Bakersfield City Council Clears Meeting Where Public Opposed Increase to Police Budget
Faced with raucous opposition from members of the public who criticized a $13.4 million increase to the budget of the Bakersfield Police Department, the Bakersfield City Council on Wednesday cleared the meeting chamber and then permitted only one person at a time to address the council. An ACLU legal and advocacy assistant stated that it appeared the council front-loaded pro-law enforcement comments and disproportionately restricted the time allotted to members of the public who called for budget cuts.
Orange County Grand Jury Report Sees Ongoing Problems in Sheriff's Evidence Handling
In the wake of a 2018 scandal stemming from the Orange County Sheriff’s mishandling of evidence, which resulted in charges being dismissed in 67 cases, the sheriff has worked to get its act together. But a Grand Jury report released this week concludes that there is still work to be done. In particular, the report calls for implementation of auditing and spot checks to prevent further problems, as well as better training for deputies around evidence booking facilities.
Hat Tip: Voice of OC.
LA Sheriff Villanueva: Law Enforcement Cliques Are "In Every Single Police Station, I Guarantee You."

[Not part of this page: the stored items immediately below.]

//! # qrsculpt
//!
//! A QR code generator that can bend a symbol's appearance towards an image
//! while keeping it decodable.
//!
//! Standard generation picks the smallest version that fits, adds
//! Reed-Solomon error correction, interleaves the blocks and chooses the mask
//! with the lowest penalty. Beautified generation keeps the header and data
//! bits untouched and spends each block's redundancy on looking like a target:
//! the most important bytes are pinned to the target's appearance and the rest
//! are solved for so every block stays a valid codeword.
//!
//! ## Quick Start
//!
//! ```rust
//! use qrsculpt::{ECLevel, QRBuilder};
//!
//! # fn main() -> Result<(), Box<dyn std::error::Error>> {
//! let qr = QRBuilder::new("Hello, World!").ec_level(ECLevel::M).build()?;
//! let img = qr.render(4);
//! assert_eq!(img.width(), (qr.width() as u32 + 8) * 4);
//! # Ok(())
//! # }
//! ```
//!
//! ### Beautified symbols
//!
//! ```rust,no_run
//! use qrsculpt::{QRBuilder, Target, Version};
//!
//! # fn main() -> Result<(), Box<dyn std::error::Error>> {
//! let ver = Version::new(5)?;
//! let img = image::open("logo.png")?;
//! let target = Target::from_image(&img, ver, 8)?;
//! let qr = QRBuilder::new("https://example.com").version(ver).beautify(&target)?;
//! qr.render_with_background(&img.to_rgb8(), &target, 8)?.save("logo_qr.png")?;
//! # Ok(())
//! # }
//! ```

#![allow(clippy::items_after_test_module)]

pub mod builder;
pub mod common;
pub mod embed;
pub mod error;

pub use builder::{Module, QRBuilder, SymbolPlan, QR};
pub use common::codec::{Charset, Mode};
pub use common::ec::ReedSolomonEncoder;
pub use common::galois::Field;
pub use common::mask::MaskPattern;
pub use common::metadata::{Color, ECLevel, Version};
pub use embed::Target;
pub use error::{QRError, QRResult};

KnockLA has coverage of the curious remarks of Los Angeles County Sheriff Alex Villanueva, who flatly denied the existence of law enforcement “gangs” on Wednesday but simultaneously stated “There’s cliques everywhere. Every single police station, I guarantee you… there’s nothing deviant or dark or scary about it.” Villanueva also referred to more than 700 department employees having been disciplined, apparently in connection with the effort to root out exactly this nonexistent phenomenon.

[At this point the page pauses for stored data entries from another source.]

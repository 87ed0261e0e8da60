use super::metadata::Version;

// Iterator for placing data in encoding region of QR
//------------------------------------------------------------------------------

/// Walks column pairs right to left, alternating up and down, yielding the
/// right module of each row before the left one. The vertical timing column is
/// skipped. Function modules are yielded too; callers skip occupied cells.
pub struct EncRegionIter {
    r: i16,
    // Right column of the current pair
    c: i16,
    w: i16,
    upward: bool,
    left: bool,
}

impl EncRegionIter {
    pub const fn new(ver: Version) -> Self {
        let w = ver.width() as i16;
        Self { r: w - 1, c: w - 1, w, upward: true, left: false }
    }
}

impl Iterator for EncRegionIter {
    type Item = (i16, i16);
    fn next(&mut self) -> Option<Self::Item> {
        if self.c < 0 {
            return None;
        }

        let res = if self.left { (self.r, self.c - 1) } else { (self.r, self.c) };

        if !self.left {
            self.left = true;
            return Some(res);
        }

        self.left = false;
        let next_r = if self.upward { self.r - 1 } else { self.r + 1 };
        if (0..self.w).contains(&next_r) {
            self.r = next_r;
        } else {
            self.upward = !self.upward;
            self.c -= 2;
            if self.c == VERT_TIMING_COL {
                self.c -= 1;
            }
        }
        Some(res)
    }
}


// Global constants
//------------------------------------------------------------------------------

const VERT_TIMING_COL: i16 = 6;
pub mod bit_utils;
pub mod codec;
pub mod ec;
pub mod galois;
pub mod iter;
pub mod mask;
pub mod metadata;
pub mod poly;

pub use bit_utils::*;
pub use ec::*;
pub use galois::*;
pub use iter::*;
pub use mask::*;
pub use metadata::*;
pub use poly::*;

California Cities/Agencies Disregarding California Public Records Act Timelines
KTVU reported today that 2/3 of the people who file California Public Records Act requests in Oakland do not receive responses to their requests within the 10 days specified by the law, and that 59% of those surveyed found it “very difficult” to get the information they requested. The San Diego Unified School District was also in the news this week for its indifference to CPRA time limits, with the Voice of San Diego reporting that a paralegal who oversees requests for the district said he does not get records back related to requests within 10 days 95% of the time.
The pragmatic reality behind all of this is that the threat of litigation is the only real mechanism the public has to enforce these limits, but the notion of running to court merely because an agency has blown a tight deadline also poses certain challenges.
On PR firms RePackaging police Bodycam Video
KPBS’s Claire Trageser today re-shared her interesting 2020 writeup on Critical Incident Videos, a public relations company that the San Diego Police Department uses to repackage bodycam footage, a practice that allows the department to nominally comply with AB 748 while simultaneously turning that compliance into extensively edited spin that favors its own position.
Many other California police departments have taken a similar approach. KTVU reported on the Vallejo police’s use of this heavy editing, the San Jose Mercury News reported that Critical Incident Videos is consulting for “about 100 agencies up and down the state” on releases of video. We encountered similar massaging/editing of a bodycam video release in El Centro.